BEGIN

use std::fmt::{Debug, Display};
use std::sync::Arc;

use thiserror::Error;

use crate::ComponentId;
use crate::core::ArcStr;

/// A userland failure shared between every reader of a failed node.
///
/// Transform failures are sticky for the whole build, so the same error has
/// to be handed out many times. The inner [`anyhow::Error`] is not clonable,
/// hence the [`Arc`].
#[derive(Clone)]
pub struct Cause(pub(crate) Arc<anyhow::Error>);

impl Cause {
    pub fn new(err: impl Into<anyhow::Error>) -> Self {
        Self(Arc::new(err.into()))
    }

    /// Returns `true` if both causes are the very same captured failure.
    pub fn ptr_eq(&self, other: &Cause) -> bool {
        Arc::ptr_eq(&self.0, &other.0)
    }
}

impl From<anyhow::Error> for Cause {
    fn from(e: anyhow::Error) -> Self {
        Cause(Arc::new(e))
    }
}

impl Display for Cause {
    fn fmt(&self, f: &mut std::fmt::Formatter<'_>) -> std::fmt::Result {
        Display::fmt(&*self.0, f)
    }
}

impl Debug for Cause {
    fn fmt(&self, f: &mut std::fmt::Formatter<'_>) -> std::fmt::Result {
        Debug::fmt(&*self.0, f)
    }
}

impl std::error::Error for Cause {
    fn source(&self) -> Option<&(dyn std::error::Error + 'static)> {
        (**self.0).source()
    }
}

/// Failure of a single transformation node.
#[derive(Debug, Error, Clone)]
pub enum TransformError {
    #[error("Failed to transform {artifact} ({component}) with {transformation}:\n{cause}")]
    Failed {
        component: ComponentId,
        transformation: ArcStr,
        artifact: ArcStr,
        cause: Cause,
    },

    #[error("Transform of {artifact} ({component}) with {transformation} panicked: {message}")]
    Panicked {
        component: ComponentId,
        transformation: ArcStr,
        artifact: ArcStr,
        message: String,
    },

    #[error("{0} has not been executed yet")]
    NotExecuted(String),
}

impl TransformError {
    /// The component whose artifact failed to transform, if known.
    pub fn component(&self) -> Option<&ComponentId> {
        match self {
            TransformError::Failed { component, .. } => Some(component),
            TransformError::Panicked { component, .. } => Some(component),
            TransformError::NotExecuted(_) => None,
        }
    }
}

#[derive(Debug, Error)]
pub enum ResolveError {
    #[error(transparent)]
    Transform(#[from] TransformError),

    #[error("Cycle detected in transformation graph at {0}")]
    Cycle(String),

    #[error("Failed to build the thread pool:\n{0}")]
    ThreadPool(#[from] rayon::ThreadPoolBuildError),

    #[error("Invalid resolve options:\n{0}")]
    Options(#[from] serde_json::Error),
}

END

_TASK DIRECTIONS_: Restate the data verbatim through the "has not been" line.

_TASK OUTPUT_:
use std::fmt::{Debug, Display};
use std::sync::Arc;

use thiserror::Error;

use crate::ComponentId;
use crate::core::ArcStr;

/// A userland failure shared between every reader of a failed node.
///
/// Transform failures are sticky for the whole build, so the same error has
/// to be handed out many times. The inner [`anyhow::Error`] is not clonable,
/// hence the [`Arc`].
#[derive(Clone)]
pub struct Cause(pub(crate) Arc<anyhow::Error>);

impl Cause {
    pub fn new(err: impl Into<anyhow::Error>) -> Self {
        Self(Arc::new(err.into()))
    }

    /// Returns `true` if both causes are the very same captured failure.
    pub fn ptr_eq(&self, other: &Cause) -> bool {
        Arc::ptr_eq(&self.0, &other.0)
    }
}

impl From<anyhow::Error> for Cause {
    fn from(e: anyhow::Error) -> Self {
        Cause(Arc::new(e))
    }
}

impl Display for Cause {
    fn fmt(&self, f: &mut std::fmt::Formatter<'_>) -> std::fmt::Result {
        Display::fmt(&*self.0, f)
    }
}

impl Debug for Cause {
    fn fmt(&self, f: &mut std::fmt::Formatter<'_>) -> std::fmt::Result {
        Debug::fmt(&*self.0, f)
    }
}

impl std::error::Error for Cause {
    fn source(&self) -> Option<&(dyn std::error::Error + 'static)> {
        (**self.0).source()
    }
}

/// Failure of a single transformation node.
#[derive(Debug, Error, Clone)]
pub enum TransformError {
    #[error("Failed to transform {artifact} ({component}) with {transformation}:\n{cause}")]
    Failed {
        component: ComponentId,
        transformation: ArcStr,
        artifact: ArcStr,
        cause: Cause,
    },

    #[error("Transform of {artifact} ({component}) with {transformation} panicked: {message}")]
    Panicked {
        component: ComponentId,
        transformation: ArcStr,
        artifact: ArcStr,
        message: String,
    },

    #[error("{0} has not been executed yet")]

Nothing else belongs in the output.